=== Work required ===
Copy the records exactly. Include every line.

Saved data entries:
────────────────────────────────────────
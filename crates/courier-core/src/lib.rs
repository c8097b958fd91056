//! Envelope model, payload shapes, signature validation and the
//! collaborator ports shared by every Courier crate.

pub mod envelope;
pub mod errors;
pub mod ids;
pub mod meta;
pub mod payload;
pub mod ports;
pub mod signature;
pub mod target;
pub mod user;

pub use envelope::{camel_to_dot, Envelope, EventName, Frame};
pub use errors::{ProcessingError, ProtocolError};
pub use ids::{ConnectionId, EventId};
pub use meta::{MessageMeta, SystemMeta};
pub use payload::{Field, Payload, RawPayload, Shape};
pub use signature::{construct, Construction};
pub use target::{LookupCriteria, TargetClass};
pub use user::{Principal, User, UserId};
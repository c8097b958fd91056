//! Shutdown signalling shared by the listener and every connection actor.

use std::time::Duration;

use tokio::task::JoinHandle;
use tokio_util::sync::CancellationToken;
use tracing::{info, warn};

const DEFAULT_DRAIN_TIMEOUT: Duration = Duration::from_secs(10);

/// Owns the root cancellation token. Connection actors hold child tokens,
/// so cancelling here ends their loops and runs their disconnect hooks.
#[derive(Default)]
pub struct ShutdownCoordinator {
    token: CancellationToken,
}

impl ShutdownCoordinator {
    pub fn new() -> Self {
        Self::default()
    }

    pub fn token(&self) -> CancellationToken {
        self.token.clone()
    }

    /// Token cancelled with the root but cancellable on its own.
    pub fn child_token(&self) -> CancellationToken {
        self.token.child_token()
    }

    pub fn shutdown(&self) {
        self.token.cancel();
    }

    pub fn is_shutting_down(&self) -> bool {
        self.token.is_cancelled()
    }

    /// Cancel and wait up to `timeout` for `handles` to finish.
    pub async fn graceful_shutdown(&self, handles: Vec<JoinHandle<()>>, timeout: Option<Duration>) {
        let timeout = timeout.unwrap_or(DEFAULT_DRAIN_TIMEOUT);
        self.shutdown();
        info!(tasks = handles.len(), ?timeout, "draining");

        let drain = futures::future::join_all(handles);
        if tokio::time::timeout(timeout, drain).await.is_err() {
            warn!(?timeout, "shutdown drain timed out");
        }
    }
}
use std::fmt;

use serde::{Deserialize, Serialize};

/// Stable directory identity of a user.
#[derive(Clone, Copy, Debug, Hash, Eq, PartialEq, Ord, PartialOrd, Serialize, Deserialize)]
#[serde(transparent)]
pub struct UserId(pub i64);

impl fmt::Display for UserId {
    fn fmt(&self, f: &mut fmt::Formatter<'_>) -> fmt::Result {
        write!(f, "{}", self.0)
    }
}

/// A user record as returned by the directory.
#[derive(Clone, Debug, PartialEq, Eq, Serialize, Deserialize)]
pub struct User {
    pub id: UserId,
    pub username: String,
}

impl User {
    pub fn new(id: i64, username: impl Into<String>) -> Self {
        Self {
            id: UserId(id),
            username: username.into(),
        }
    }
}

/// The user bound to a connection. Anonymous connections have no identity.
#[derive(Clone, Debug, PartialEq, Eq, Default)]
pub enum Principal {
    #[default]
    Anonymous,
    Authenticated(User),
}

impl Principal {
    pub fn user(&self) -> Option<&User> {
        match self {
            Self::Anonymous => None,
            Self::Authenticated(user) => Some(user),
        }
    }

    pub fn user_id(&self) -> Option<UserId> {
        self.user().map(|u| u.id)
    }

    pub fn is_anonymous(&self) -> bool {
        matches!(self, Self::Anonymous)
    }
}

impl From<User> for Principal {
    fn from(user: User) -> Self {
        Self::Authenticated(user)
    }
}

impl From<Option<User>> for Principal {
    fn from(user: Option<User>) -> Self {
        user.map_or(Self::Anonymous, Self::Authenticated)
    }
}

#[cfg(test)]
mod tests {
    use super::*;

    #[test]
    fn anonymous_has_no_id() {
        let p = Principal::Anonymous;
        assert!(p.is_anonymous());
        assert_eq!(p.user_id(), None);
    }

    #[test]
    fn authenticated_exposes_user() {
        let p = Principal::from(User::new(7, "ada"));
        assert!(!p.is_anonymous());
        assert_eq!(p.user_id(), Some(UserId(7)));
        assert_eq!(p.user().unwrap().username, "ada");
    }

    #[test]
    fn from_option() {
        assert!(Principal::from(None::<User>).is_anonymous());
        assert_eq!(Principal::from(Some(User::new(1, "a"))).user_id(), Some(UserId(1)));
    }

    #[test]
    fn user_id_is_transparent_integer() {
        assert_eq!(serde_json::to_string(&UserId(42)).unwrap(), "42");
        let id: UserId = serde_json::from_str("42").unwrap();
        assert_eq!(id, UserId(42));
    }
}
────────────────────────────────────────
=== Written answer ===
filename crates/courier-core/src/lib.rs
repository c8097b958fd91056
//! Envelope model, payload shapes, signature validation and the
//! collaborator ports shared by every Courier crate.

pub mod envelope;
pub mod errors;
pub mod ids;
pub mod meta;
pub mod payload;
pub mod ports;
pub mod signature;
pub mod target;
pub mod user;

pub use envelope::{camel_to_dot, Envelope, EventName, Frame};
pub use errors::{ProcessingError, ProtocolError};
pub use ids::{ConnectionId, EventId};
pub use meta::{MessageMeta, SystemMeta};
pub use payload::{Field, Payload, RawPayload, Shape};
pub use signature::{construct, Construction};
pub use target::{LookupCriteria, TargetClass};
pub use user::{Principal, User, UserId};
repository c8097b958fd91056
//! Shutdown signalling shared by the listener and every connection actor.

use std::time::Duration;

use tokio::task::JoinHandle;
use tokio_util::sync::CancellationToken;
use tracing::{info, warn};

const DEFAULT_DRAIN_TIMEOUT: Duration = Duration::from_secs(10);

/// Owns the root cancellation token. Connection actors hold child tokens,
/// so cancelling here ends their loops and runs their disconnect hooks.
#[derive(Default)]
pub struct ShutdownCoordinator {
    token: CancellationToken,
}

impl ShutdownCoordinator {
    pub fn new() -> Self {
        Self::default()
    }

    pub fn token(&self) -> CancellationToken {
        self.token.clone()
    }

    /// Token cancelled with the root but cancellable on its own.
    pub fn child_token(&self) -> CancellationToken {
        self.token.child_token()
    }

    pub fn shutdown(&self) {
        self.token.cancel();
    }

    pub fn is_shutting_down(&self) -> bool {
        self.token.is_cancelled()
    }

    /// Cancel and wait up to `timeout` for `handles` to finish.
    pub async fn graceful_shutdown(&self, handles: Vec<JoinHandle<()>>, timeout: Option<Duration>) {
        let timeout = timeout.unwrap_or(DEFAULT_DRAIN_TIMEOUT);
        self.shutdown();
        info!(tasks = handles.len(), ?timeout, "draining");

        let drain = futures::future::join_all(handles);
        if tokio::time::timeout(timeout, drain).await.is_err() {
            warn!(?timeout, "shutdown drain timed out");
        }
    }
}
use std::fmt;

use serde::{Deserialize, Serialize};

/// Stable directory identity of a user.
#[derive(Clone, Copy, Debug, Hash, Eq, PartialEq, Ord, PartialOrd, Serialize, Deserialize)]
#[serde(transparent)]
pub struct UserId(pub i64);

impl fmt::Display for UserId {
    fn fmt(&self, f: &mut fmt::Formatter<'_>) -> fmt::Result {
        write!(f, "{}", self.0)
    }
}

/// A user record as returned by the directory.
#[derive(Clone, Debug, PartialEq, Eq, Serialize, Deserialize)]
pub struct User {
    pub id: UserId,
    pub username: String,
}

impl User {
    pub fn new(id: i64, username: impl Into<String>) -> Self {
        Self {
            id: UserId(id),
            username: username.into(),
        }
    }
}

/// The user bound to a connection. Anonymous connections have no identity.
#[derive(Clone, Debug, PartialEq, Eq, Default)]
pub enum Principal {
    #[default]
    Anonymous,
    Authenticated(User),
}

impl Principal {
    pub fn user(&self) -> Option<&User> {
        match self {
            Self::Anonymous => None,
            Self::Authenticated(user) => Some(user),
        }
    }

    pub fn user_id(&self) -> Option<UserId> {
        self.user().map(|u| u.id)
    }

    pub fn is_anonymous(&self) -> bool {
        matches!(self, Self::Anonymous)
    }
}

impl From<User> for Principal {
    fn from(user: User) -> Self {
        Self::Authenticated(user)
    }
}

impl From<Option<User>> for Principal {
    fn from(user: Option<User>) -> Self {
        user.map_or(Self::Anonymous, Self::Authenticated)
    }
}

#[cfg(test)]
mod tests {
    use super::*;

    #[test]
    fn anonymous_has_no_id() {
        let p = Principal::Anonymous;
        assert!(p.is_anonymous());
        assert_eq!(p.user_id(), None);
    }

    #[test]
    fn authenticated_exposes_user() {
        let p = Principal::from(User::new(7, "ada"));
        assert!(!p.is_anonymous());
        assert_eq!(p.user_id(), Some(UserId(7)));
        assert_eq!(p.user().unwrap().username, "ada");
    }

    #[test]
    fn from_option() {
        assert!(Principal::from(None::<User>).is_anonymous());
        assert_eq!(Principal::from(Some(User::new(1, "a"))).user_id(), Some(UserId(1)));
    }

    #[test]
    fn user_id_is_transparent_integer() {
        assert_eq!(serde_json::to_string(&UserId(42)).unwrap(), "42");
        let id: UserId = serde_json::from_str("42").unwrap();
        assert_eq!(id, UserId(42));
    }
}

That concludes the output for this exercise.